Underlying mechanisms for increases in the AMPA:NMDA ratio

The most striking maturational change at the OSN-to-OB synapse, for developing ETCs, developing PGCs, and maturing adult-born PGCs, was an increase in the ratio of AMPA versus NMDA inputs (Fig. 2; supplemental Fig. 2, available at www.jneurosci.org as supplemental material). This maturation could be caused by a number of underlying mechanisms, but experiments described here rule out a few possible explanations. We know that AMPA quantal size does not increase with maturation in any cell group (Fig. 5), so, assuming receptor saturation by released glutamate (Murphy et al., 2004), the AMPA:NMDA ratio is not increased by simply scaling up the number of AMPA receptors at each synapse. We also know that AMPA kinetics do not change with maturation (Fig. 4), so the AMPA:NMDA ratio increase is also not attributable to a change in AMPA receptor type (Isaac et al., 2007). In addition, it is unlikely that AMPA:NMDA ratio maturation is caused by nonsynaptic changes. Glutamate spillover as a result of nonefficient reuptake in young tissue is a possible explanation for the predominance of NMDA responses at immature synapses, because of the higher glutamate affinity of those receptors (Kullmann and Asztely, 1998). However, for this phenomenon to explain all of our data, one would have to assume highly specific development of reuptake in the precise location of adult-born PGC dendrites.
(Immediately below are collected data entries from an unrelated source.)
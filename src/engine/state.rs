//! Persisted session records and the results synthesized from them.

use std::collections::BTreeMap;

use chrono::{DateTime, Utc};
use serde::{Deserialize, Serialize};
use uuid::Uuid;

use crate::form::DiagnosticForm;

/// Lifecycle status of a diagnostic session.
#[derive(Debug, Clone, Copy, Default, PartialEq, Eq, Serialize, Deserialize)]
#[serde(rename_all = "snake_case")]
pub enum SessionStatus {
    /// Waiting for the next answer.
    #[default]
    InProgress,
    /// Reached a terminal node and has a result.
    Completed,
    /// Abandoned past its time budget; has a forced result.
    Expired,
    /// Stopped on a malformed form. No result.
    Aborted,
}

impl SessionStatus {
    /// Whether the session can still accept answers.
    pub fn is_open(&self) -> bool {
        matches!(self, SessionStatus::InProgress)
    }
}

impl std::fmt::Display for SessionStatus {
    fn fmt(&self, f: &mut std::fmt::Formatter<'_>) -> std::fmt::Result {
        match self {
            SessionStatus::InProgress => write!(f, "in_progress"),
            SessionStatus::Completed => write!(f, "completed"),
            SessionStatus::Expired => write!(f, "expired"),
            SessionStatus::Aborted => write!(f, "aborted"),
        }
    }
}

impl std::str::FromStr for SessionStatus {
    type Err = String;

    fn from_str(s: &str) -> Result<Self, Self::Err> {
        match s.to_lowercase().as_str() {
            "in_progress" => Ok(SessionStatus::InProgress),
            "completed" => Ok(SessionStatus::Completed),
            "expired" => Ok(SessionStatus::Expired),
            "aborted" => Ok(SessionStatus::Aborted),
            _ => Err(format!("Unknown session status: {}", s)),
        }
    }
}

/// Why a session stopped asking questions.
#[derive(Debug, Clone, Copy, PartialEq, Eq, Serialize, Deserialize)]
#[serde(rename_all = "snake_case")]
pub enum TerminationReason {
    /// The answered option's edge has no target.
    EndOfPath,
    /// No edge leaves the answered node for that option.
    NoEdge,
    /// The visit ceiling was reached.
    MaxDepth,
    /// The session ran past its time budget.
    TimeLimit,
    /// A confirming probe was answered with its own misconception.
    MisconceptionConfirmed,
    /// Closed by the inactivity sweep.
    Expired,
}

impl std::fmt::Display for TerminationReason {
    fn fmt(&self, f: &mut std::fmt::Formatter<'_>) -> std::fmt::Result {
        match self {
            TerminationReason::EndOfPath => write!(f, "end_of_path"),
            TerminationReason::NoEdge => write!(f, "no_edge"),
            TerminationReason::MaxDepth => write!(f, "max_depth"),
            TerminationReason::TimeLimit => write!(f, "time_limit"),
            TerminationReason::MisconceptionConfirmed => write!(f, "misconception_confirmed"),
            TerminationReason::Expired => write!(f, "expired"),
        }
    }
}

/// One answered node, kept for replay and audit.
#[derive(Debug, Clone, PartialEq, Serialize, Deserialize)]
pub struct StepRecord {
    pub node_id: String,
    pub option_id: String,
    pub correct: bool,
    pub time_spent_seconds: u32,
    /// Node the session moved to, `None` when the step ended it.
    pub next_node_id: Option<String>,
    pub answered_at: DateTime<Utc>,
}

/// A single contribution toward a misconception tag.
#[derive(Debug, Clone, PartialEq, Serialize, Deserialize)]
pub struct EvidenceRecord {
    pub node_id: String,
    pub option_id: String,
    pub misconception_tag: String,
    pub contribution: f64,
    /// Accumulated confidence for the tag after this record.
    pub confidence_after: f64,
}

/// Durable state of one learner's walk through a form.
///
/// Everything the engine needs between requests lives here; the record is
/// frozen once `completed_at` is set.
#[derive(Debug, Clone, PartialEq, Serialize, Deserialize)]
pub struct SessionState {
    pub session_id: String,
    pub learner_id: String,
    pub form_id: String,
    pub form_version: u32,
    pub status: SessionStatus,
    pub current_node_id: String,
    pub node_entered_at: DateTime<Utc>,
    /// Answered nodes in order. Append-only.
    pub visited_nodes: Vec<String>,
    /// Node id to selected option id.
    pub responses: BTreeMap<String, String>,
    pub steps: Vec<StepRecord>,
    /// Tag to accumulated confidence. Values never decrease.
    pub suspected_misconceptions: BTreeMap<String, f64>,
    /// Confirmed tags in promotion order.
    pub confirmed_misconceptions: Vec<String>,
    /// Tags validated by their confirming probe.
    pub corroborated_misconceptions: Vec<String>,
    pub evidence: Vec<EvidenceRecord>,
    pub started_at: DateTime<Utc>,
    pub last_activity_at: DateTime<Utc>,
    pub completed_at: Option<DateTime<Utc>>,
    pub total_time_seconds: i64,
    pub termination: Option<TerminationReason>,
    pub abort_reason: Option<String>,
    /// Optimistic concurrency counter, bumped on every write.
    pub version: i64,
}

impl SessionState {
    /// Create a fresh session positioned at the form's root item.
    pub fn new(learner_id: impl Into<String>, form: &DiagnosticForm, now: DateTime<Utc>) -> Self {
        Self {
            session_id: generate_id("SESSION"),
            learner_id: learner_id.into(),
            form_id: form.form_id.clone(),
            form_version: form.version,
            status: SessionStatus::InProgress,
            current_node_id: form.root_item_id.clone(),
            node_entered_at: now,
            visited_nodes: Vec::new(),
            responses: BTreeMap::new(),
            steps: Vec::new(),
            suspected_misconceptions: BTreeMap::new(),
            confirmed_misconceptions: Vec::new(),
            corroborated_misconceptions: Vec::new(),
            evidence: Vec::new(),
            started_at: now,
            last_activity_at: now,
            completed_at: None,
            total_time_seconds: 0,
            termination: None,
            abort_reason: None,
            version: 0,
        }
    }

    pub fn is_complete(&self) -> bool {
        self.completed_at.is_some()
    }

    /// The most recently answered step.
    pub fn last_step(&self) -> Option<&StepRecord> {
        self.steps.last()
    }

    /// Accumulated confidence for `tag`, 0.0 when never seen.
    pub fn confidence(&self, tag: &str) -> f64 {
        self.suspected_misconceptions
            .get(tag)
            .copied()
            .unwrap_or(0.0)
    }

    /// Position of the first evidence record for `tag`.
    pub fn first_trigger_index(&self, tag: &str) -> Option<usize> {
        self.evidence
            .iter()
            .position(|e| e.misconception_tag == tag)
    }

    /// Distinct tags in the order they were first triggered.
    pub fn trigger_order(&self) -> Vec<&str> {
        let mut order: Vec<&str> = Vec::new();
        for record in &self.evidence {
            if !order.contains(&record.misconception_tag.as_str()) {
                order.push(&record.misconception_tag);
            }
        }
        order
    }

    pub fn is_corroborated(&self, tag: &str) -> bool {
        self.corroborated_misconceptions.iter().any(|t| t == tag)
    }

    pub fn is_confirmed(&self, tag: &str) -> bool {
        self.confirmed_misconceptions.iter().any(|t| t == tag)
    }

    /// Freeze the session with a terminal status.
    pub fn close(
        &mut self,
        status: SessionStatus,
        reason: TerminationReason,
        now: DateTime<Utc>,
    ) {
        self.status = status;
        self.termination = Some(reason);
        self.completed_at = Some(now);
        self.last_activity_at = now;
        self.total_time_seconds = (now - self.started_at).num_seconds().max(0);
    }

    /// Mark the session aborted after an integrity failure.
    pub fn abort(&mut self, reason: impl Into<String>, now: DateTime<Utc>) {
        self.status = SessionStatus::Aborted;
        self.abort_reason = Some(reason.into());
        self.completed_at = Some(now);
        self.last_activity_at = now;
        self.total_time_seconds = (now - self.started_at).num_seconds().max(0);
    }

    /// Progress indicators against the form's visit ceiling.
    pub fn progress(&self, max_depth: usize) -> Progress {
        Progress::new(self.visited_nodes.len(), max_depth, self.is_complete())
    }
}

/// Progress indicators for display.
#[derive(Debug, Clone, PartialEq, Serialize, Deserialize)]
pub struct Progress {
    pub nodes_visited: usize,
    pub max_nodes: usize,
    /// Fraction of the visit ceiling used, 1.0 once complete.
    pub completion: f64,
    pub path_description: String,
}

impl Progress {
    pub fn new(nodes_visited: usize, max_nodes: usize, complete: bool) -> Self {
        let completion = if complete || max_nodes == 0 {
            1.0
        } else {
            (nodes_visited as f64 / max_nodes as f64).min(1.0)
        };
        let path_description = if complete {
            format!("Completed after {} of up to {} steps", nodes_visited, max_nodes)
        } else {
            format!("Step {} of up to {}", nodes_visited + 1, max_nodes)
        };
        Self {
            nodes_visited,
            max_nodes,
            completion,
            path_description,
        }
    }
}

/// How serious the detected gaps are.
#[derive(Debug, Clone, Copy, PartialEq, Eq, PartialOrd, Ord, Serialize, Deserialize)]
#[serde(rename_all = "snake_case")]
pub enum Severity {
    Low,
    Medium,
    High,
    Critical,
}

impl std::fmt::Display for Severity {
    fn fmt(&self, f: &mut std::fmt::Formatter<'_>) -> std::fmt::Result {
        match self {
            Severity::Low => write!(f, "low"),
            Severity::Medium => write!(f, "medium"),
            Severity::High => write!(f, "high"),
            Severity::Critical => write!(f, "critical"),
        }
    }
}

/// Final, immutable outcome of a session.
#[derive(Debug, Clone, PartialEq, Serialize, Deserialize)]
pub struct DiagnosticResult {
    pub result_id: String,
    pub session_id: String,
    pub learner_id: String,
    pub form_id: String,
    pub primary_misconception: Option<String>,
    /// Final confidence for every tag that received evidence.
    pub all_misconceptions: BTreeMap<String, f64>,
    pub confirmed_misconceptions: Vec<String>,
    pub severity: Severity,
    pub response_path: Vec<String>,
    pub key_evidence: Vec<EvidenceRecord>,
    pub recommended_interventions: Vec<String>,
    pub confidence_score: f64,
    pub teacher_summary: String,
    pub learner_feedback: String,
    pub termination: TerminationReason,
    pub completed_at: DateTime<Utc>,
    pub total_time_seconds: i64,
}

/// `PREFIX-` followed by 16 upper-case hex digits.
pub(crate) fn generate_id(prefix: &str) -> String {
    let hex = Uuid::new_v4().simple().to_string().to_uppercase();
    format!("{}-{}", prefix, &hex[..16])
}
In addition, maturation of glutamate reuptake would almost certainly influence the decay kinetics of glutamate receptors (Overstreet et al., 1999), whereas we show that AMPA decay remains constant throughout maturation in all cell types (Fig. 4). In addition, adult-born PGCs, which have highly significant AMPA:NMDA ratio maturation, show no maturational changes in NMDA decay kinetics either (Fig. 3B). We are therefore left with two likely explanations for the AMPA:NMDA ratio maturation at OSN-to-OB synapses. On one hand, there may be a maturational increase in the number of synapses containing quantal numbers of AMPA receptors, i.e., an all-or-nothing conversion of NMDA-only, “silent” synapses to mixed AMPA+NMDA connections (Isaac et al., 1997). Alternatively, there could be a decrease in the contribution of NMDA receptors with synapse maturation, a mechanism known to operate in olfactory cortex (Franks and Isaacson, 2005).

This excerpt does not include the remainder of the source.